Stored data:
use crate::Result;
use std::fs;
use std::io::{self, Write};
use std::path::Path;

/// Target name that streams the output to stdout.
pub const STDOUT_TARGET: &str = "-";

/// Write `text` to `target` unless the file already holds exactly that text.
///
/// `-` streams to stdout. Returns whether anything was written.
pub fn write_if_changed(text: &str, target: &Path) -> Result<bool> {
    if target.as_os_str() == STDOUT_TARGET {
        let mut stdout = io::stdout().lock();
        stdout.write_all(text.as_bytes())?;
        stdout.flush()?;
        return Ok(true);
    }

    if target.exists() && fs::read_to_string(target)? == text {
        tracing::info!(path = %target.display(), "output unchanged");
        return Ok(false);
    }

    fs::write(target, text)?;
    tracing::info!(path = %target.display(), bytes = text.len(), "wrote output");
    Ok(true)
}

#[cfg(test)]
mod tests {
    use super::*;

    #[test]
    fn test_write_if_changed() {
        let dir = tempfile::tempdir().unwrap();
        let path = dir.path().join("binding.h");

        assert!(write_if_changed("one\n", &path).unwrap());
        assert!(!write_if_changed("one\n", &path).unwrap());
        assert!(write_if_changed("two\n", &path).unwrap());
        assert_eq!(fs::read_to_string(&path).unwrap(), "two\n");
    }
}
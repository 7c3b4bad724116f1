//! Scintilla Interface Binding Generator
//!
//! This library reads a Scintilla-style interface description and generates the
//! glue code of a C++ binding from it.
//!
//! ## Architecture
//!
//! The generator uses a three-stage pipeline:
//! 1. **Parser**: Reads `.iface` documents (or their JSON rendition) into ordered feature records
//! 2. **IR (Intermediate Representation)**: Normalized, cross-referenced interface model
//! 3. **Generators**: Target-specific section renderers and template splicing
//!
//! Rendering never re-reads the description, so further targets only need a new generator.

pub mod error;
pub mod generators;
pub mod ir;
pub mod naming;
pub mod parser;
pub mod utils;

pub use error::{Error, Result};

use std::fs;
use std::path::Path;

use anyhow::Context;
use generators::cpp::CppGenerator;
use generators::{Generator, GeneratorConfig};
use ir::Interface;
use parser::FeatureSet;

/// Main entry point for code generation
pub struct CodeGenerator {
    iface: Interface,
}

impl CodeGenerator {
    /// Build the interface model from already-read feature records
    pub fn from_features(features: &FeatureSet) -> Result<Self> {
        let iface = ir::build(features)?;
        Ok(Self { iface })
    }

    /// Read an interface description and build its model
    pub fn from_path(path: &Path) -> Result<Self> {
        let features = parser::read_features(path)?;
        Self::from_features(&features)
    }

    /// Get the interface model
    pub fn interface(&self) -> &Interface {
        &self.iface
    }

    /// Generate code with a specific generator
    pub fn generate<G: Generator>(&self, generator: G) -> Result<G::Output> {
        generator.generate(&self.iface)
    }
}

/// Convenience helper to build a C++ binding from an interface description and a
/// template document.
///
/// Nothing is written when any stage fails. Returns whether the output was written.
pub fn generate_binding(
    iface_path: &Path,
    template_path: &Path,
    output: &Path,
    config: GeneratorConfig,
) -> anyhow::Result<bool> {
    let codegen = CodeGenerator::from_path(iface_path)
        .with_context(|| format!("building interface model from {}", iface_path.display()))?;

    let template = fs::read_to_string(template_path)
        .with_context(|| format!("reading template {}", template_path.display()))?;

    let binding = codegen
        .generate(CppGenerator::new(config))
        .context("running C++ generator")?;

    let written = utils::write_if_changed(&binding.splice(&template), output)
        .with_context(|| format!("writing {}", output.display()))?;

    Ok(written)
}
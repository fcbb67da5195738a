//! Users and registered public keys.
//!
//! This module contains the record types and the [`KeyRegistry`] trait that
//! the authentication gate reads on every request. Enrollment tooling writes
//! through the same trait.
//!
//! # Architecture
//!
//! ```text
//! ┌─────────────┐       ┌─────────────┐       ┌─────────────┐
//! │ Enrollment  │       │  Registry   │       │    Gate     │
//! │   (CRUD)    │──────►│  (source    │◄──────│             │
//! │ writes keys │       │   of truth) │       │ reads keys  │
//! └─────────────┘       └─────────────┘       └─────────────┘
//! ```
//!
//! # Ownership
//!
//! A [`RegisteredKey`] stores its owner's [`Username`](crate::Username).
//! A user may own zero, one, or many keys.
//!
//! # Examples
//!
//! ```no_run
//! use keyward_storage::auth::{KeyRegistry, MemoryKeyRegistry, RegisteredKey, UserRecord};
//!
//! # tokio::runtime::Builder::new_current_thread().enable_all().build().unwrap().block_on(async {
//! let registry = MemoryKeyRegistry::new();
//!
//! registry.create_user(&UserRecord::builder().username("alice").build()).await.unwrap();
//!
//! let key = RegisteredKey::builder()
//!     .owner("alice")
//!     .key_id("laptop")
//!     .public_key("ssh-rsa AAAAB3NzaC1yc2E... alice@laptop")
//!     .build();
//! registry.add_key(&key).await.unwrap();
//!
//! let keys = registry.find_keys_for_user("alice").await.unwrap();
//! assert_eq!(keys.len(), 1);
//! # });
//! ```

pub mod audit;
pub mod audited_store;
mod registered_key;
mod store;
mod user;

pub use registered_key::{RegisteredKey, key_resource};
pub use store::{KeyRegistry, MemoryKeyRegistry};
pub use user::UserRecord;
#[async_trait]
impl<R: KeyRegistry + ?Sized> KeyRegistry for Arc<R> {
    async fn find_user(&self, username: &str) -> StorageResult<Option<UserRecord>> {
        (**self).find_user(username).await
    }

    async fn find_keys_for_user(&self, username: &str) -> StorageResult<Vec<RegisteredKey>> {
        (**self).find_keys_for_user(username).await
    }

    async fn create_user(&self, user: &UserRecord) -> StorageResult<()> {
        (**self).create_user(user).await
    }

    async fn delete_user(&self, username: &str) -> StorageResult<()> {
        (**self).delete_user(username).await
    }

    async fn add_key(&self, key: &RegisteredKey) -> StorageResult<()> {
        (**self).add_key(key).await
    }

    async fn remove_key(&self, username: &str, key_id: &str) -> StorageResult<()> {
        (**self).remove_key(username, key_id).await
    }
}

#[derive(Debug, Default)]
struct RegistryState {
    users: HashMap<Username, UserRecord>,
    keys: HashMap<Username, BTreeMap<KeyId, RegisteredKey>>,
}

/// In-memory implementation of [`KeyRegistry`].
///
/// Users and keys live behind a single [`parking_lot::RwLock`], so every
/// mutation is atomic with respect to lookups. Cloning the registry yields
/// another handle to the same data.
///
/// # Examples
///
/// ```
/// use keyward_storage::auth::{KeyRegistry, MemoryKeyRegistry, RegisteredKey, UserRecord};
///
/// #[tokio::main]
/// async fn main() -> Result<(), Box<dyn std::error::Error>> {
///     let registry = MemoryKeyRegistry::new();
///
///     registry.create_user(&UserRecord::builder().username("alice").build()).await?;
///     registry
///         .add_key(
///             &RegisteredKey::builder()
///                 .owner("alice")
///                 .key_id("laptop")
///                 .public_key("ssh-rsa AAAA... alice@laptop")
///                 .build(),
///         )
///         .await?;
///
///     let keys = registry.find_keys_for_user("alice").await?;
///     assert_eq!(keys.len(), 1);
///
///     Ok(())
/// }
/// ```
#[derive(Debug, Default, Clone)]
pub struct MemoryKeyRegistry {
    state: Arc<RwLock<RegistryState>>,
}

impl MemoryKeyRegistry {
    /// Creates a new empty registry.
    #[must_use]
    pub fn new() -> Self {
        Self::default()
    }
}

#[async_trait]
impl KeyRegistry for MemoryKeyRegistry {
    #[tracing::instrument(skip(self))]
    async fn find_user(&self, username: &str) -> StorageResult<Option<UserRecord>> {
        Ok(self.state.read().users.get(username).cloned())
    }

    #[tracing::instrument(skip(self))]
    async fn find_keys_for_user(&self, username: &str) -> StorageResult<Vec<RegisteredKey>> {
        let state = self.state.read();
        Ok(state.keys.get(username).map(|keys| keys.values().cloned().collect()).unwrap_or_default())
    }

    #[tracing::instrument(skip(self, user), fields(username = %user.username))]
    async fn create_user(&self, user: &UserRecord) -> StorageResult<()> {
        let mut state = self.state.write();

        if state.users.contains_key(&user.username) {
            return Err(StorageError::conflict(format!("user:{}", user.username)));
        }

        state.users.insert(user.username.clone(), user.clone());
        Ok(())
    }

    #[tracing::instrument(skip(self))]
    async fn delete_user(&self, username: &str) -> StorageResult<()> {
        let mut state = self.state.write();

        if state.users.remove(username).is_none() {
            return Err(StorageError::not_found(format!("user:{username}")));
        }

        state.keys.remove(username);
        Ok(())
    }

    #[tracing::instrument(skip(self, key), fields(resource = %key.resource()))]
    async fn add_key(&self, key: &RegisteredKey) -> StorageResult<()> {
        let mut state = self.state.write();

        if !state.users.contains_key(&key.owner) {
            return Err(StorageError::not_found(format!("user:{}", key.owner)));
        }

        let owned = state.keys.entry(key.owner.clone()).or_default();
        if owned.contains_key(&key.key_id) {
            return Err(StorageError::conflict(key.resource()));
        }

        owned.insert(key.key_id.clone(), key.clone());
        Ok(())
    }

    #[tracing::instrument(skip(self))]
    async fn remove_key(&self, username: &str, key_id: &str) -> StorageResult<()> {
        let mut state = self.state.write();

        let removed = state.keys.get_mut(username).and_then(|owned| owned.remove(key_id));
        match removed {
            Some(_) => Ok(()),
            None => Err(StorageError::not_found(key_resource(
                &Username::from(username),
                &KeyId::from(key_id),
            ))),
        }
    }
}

WHAT THIS TASK INVOLVES: Line count for "whether": give the number of lines in the data above that include it, and nothing else.

TASK ANSWER: 2